Segment Open

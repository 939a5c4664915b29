//! # 拟合结果与产额谱
//!
//! 每个 pT bin 的结果是三种状态之一：
//! - `Converged`: 拟合收敛，带模型参数和产额
//! - `Degenerate`: 数据不足（如全零直方图），产额为 0，不做拟合
//! - `Failed`: 最小化失败，不给出产额
//!
//! `YieldSpectrum` 按 pT 递增保存全部结果，与计算完成顺序无关。
//!
//! ## 依赖关系
//! - 被 `fit/engine.rs` 构造
//! - 被 `fit/export.rs`, `fit/plot.rs`, `commands/fit.rs` 读取

use crate::fit::model::{BackgroundModel, CompositeModel, SignalModel};
use crate::models::PtBin;

/// 收敛的拟合
#[derive(Debug, Clone, PartialEq)]
pub struct PeakFit {
    /// 收敛后的复合模型（σ 已取正）
    pub model: CompositeModel,
    /// 信号参数误差 `[A, μ, σ]`，法方程奇异时为 None
    pub signal_errors: Option<[f64; 3]>,
    pub chi2: f64,
    /// 自由度 = 拟合点数 - 参数个数
    pub ndf: i64,
    pub iterations: usize,
    /// 拟合窗口
    pub window: (f64, f64),
}

impl PeakFit {
    pub fn background(&self) -> BackgroundModel {
        self.model.background
    }

    pub fn signal(&self) -> SignalModel {
        self.model.signal
    }

    /// χ²/ndf，ndf <= 0 时为 None
    pub fn reduced_chi2(&self) -> Option<f64> {
        (self.ndf > 0).then(|| self.chi2 / self.ndf as f64)
    }
}

/// 单个 pT bin 的产额
#[derive(Debug, Clone, Copy, PartialEq, Default)]
pub struct BinYield {
    /// signal_sum - background_sum
    pub value: f64,
    /// sqrt(signal_sum)
    pub uncertainty: f64,
    pub signal_sum: f64,
    pub background_sum: f64,
    /// 信号超过噪声阈值的质量 bin 数
    pub bins_used: usize,
}

impl BinYield {
    pub fn zero() -> Self {
        Self::default()
    }
}

/// 单个 pT bin 的拟合结局
#[derive(Debug, Clone, PartialEq)]
pub enum FitOutcome {
    Converged { fit: PeakFit, bin_yield: BinYield },
    Degenerate { reason: String, bin_yield: BinYield },
    Failed { reason: String },
}

impl FitOutcome {
    pub fn status(&self) -> &'static str {
        match self {
            FitOutcome::Converged { .. } => "converged",
            FitOutcome::Degenerate { .. } => "degenerate",
            FitOutcome::Failed { .. } => "failed",
        }
    }

    pub fn fit(&self) -> Option<&PeakFit> {
        match self {
            FitOutcome::Converged { fit, .. } => Some(fit),
            _ => None,
        }
    }

    /// 失败时没有产额
    pub fn bin_yield(&self) -> Option<&BinYield> {
        match self {
            FitOutcome::Converged { bin_yield, .. } | FitOutcome::Degenerate { bin_yield, .. } => {
                Some(bin_yield)
            }
            FitOutcome::Failed { .. } => None,
        }
    }

    pub fn message(&self) -> &str {
        match self {
            FitOutcome::Converged { .. } => "",
            FitOutcome::Degenerate { reason, .. } | FitOutcome::Failed { reason } => reason,
        }
    }

    pub fn is_failed(&self) -> bool {
        matches!(self, FitOutcome::Failed { .. })
    }
}

/// 单个 pT bin 的完整结果
#[derive(Debug, Clone, PartialEq)]
pub struct BinResult {
    pub bin: PtBin,
    pub histogram: String,
    pub outcome: FitOutcome,
}

/// 产额谱上的一个点
#[derive(Debug, Clone, Copy, PartialEq)]
pub struct SpectrumPoint {
    pub pt: f64,
    pub half_width: f64,
    pub value: f64,
    pub uncertainty: f64,
    pub background_sum: f64,
}

/// 结果统计
#[derive(Debug, Default)]
pub struct SpectrumSummary {
    pub converged: usize,
    pub degenerate: usize,
    pub failed: usize,
    /// (直方图名, 失败原因)
    pub failures: Vec<(String, String)>,
}

impl SpectrumSummary {
    /// 合并单个结果
    pub fn merge(&mut self, result: &BinResult) {
        match &result.outcome {
            FitOutcome::Converged { .. } => self.converged += 1,
            FitOutcome::Degenerate { .. } => self.degenerate += 1,
            FitOutcome::Failed { reason } => {
                self.failed += 1;
                self.failures.push((result.histogram.clone(), reason.clone()));
            }
        }
    }

    pub fn total(&self) -> usize {
        self.converged + self.degenerate + self.failed
    }
}

/// 按 pT 排序的产额谱
#[derive(Debug, Clone, PartialEq, Default)]
pub struct YieldSpectrum {
    results: Vec<BinResult>,
}

impl YieldSpectrum {
    pub fn from_results(mut results: Vec<BinResult>) -> Self {
        results.sort_by_key(|r| r.bin.index);
        YieldSpectrum { results }
    }

    pub fn results(&self) -> &[BinResult] {
        &self.results
    }

    pub fn len(&self) -> usize {
        self.results.len()
    }

    pub fn is_empty(&self) -> bool {
        self.results.is_empty()
    }

    /// 有产额的点（收敛和退化的 bin）
    pub fn points(&self) -> Vec<SpectrumPoint> {
        self.results
            .iter()
            .filter_map(|r| {
                r.outcome.bin_yield().map(|y| SpectrumPoint {
                    pt: r.bin.center(),
                    half_width: r.bin.width() / 2.0,
                    value: y.value,
                    uncertainty: y.uncertainty,
                    background_sum: y.background_sum,
                })
            })
            .collect()
    }

    pub fn summary(&self) -> SpectrumSummary {
        let mut summary = SpectrumSummary::default();
        for result in &self.results {
            summary.merge(result);
        }
        summary
    }
}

Segment Closed

> **Exercise aim**
In the listing above, locate the line containing "use crate::models::PtBin;" and the line containing "pub fn background(&self)". Transcribe those two lines and everything between them, exactly as written.

> **Response**
use crate::models::PtBin;

/// 收敛的拟合
#[derive(Debug, Clone, PartialEq)]
pub struct PeakFit {
    /// 收敛后的复合模型（σ 已取正）
    pub model: CompositeModel,
    /// 信号参数误差 `[A, μ, σ]`，法方程奇异时为 None
    pub signal_errors: Option<[f64; 3]>,
    pub chi2: f64,
    /// 自由度 = 拟合点数 - 参数个数
    pub ndf: i64,
    pub iterations: usize,
    /// 拟合窗口
    pub window: (f64, f64),
}

impl PeakFit {
    pub fn background(&self) -> BackgroundModel {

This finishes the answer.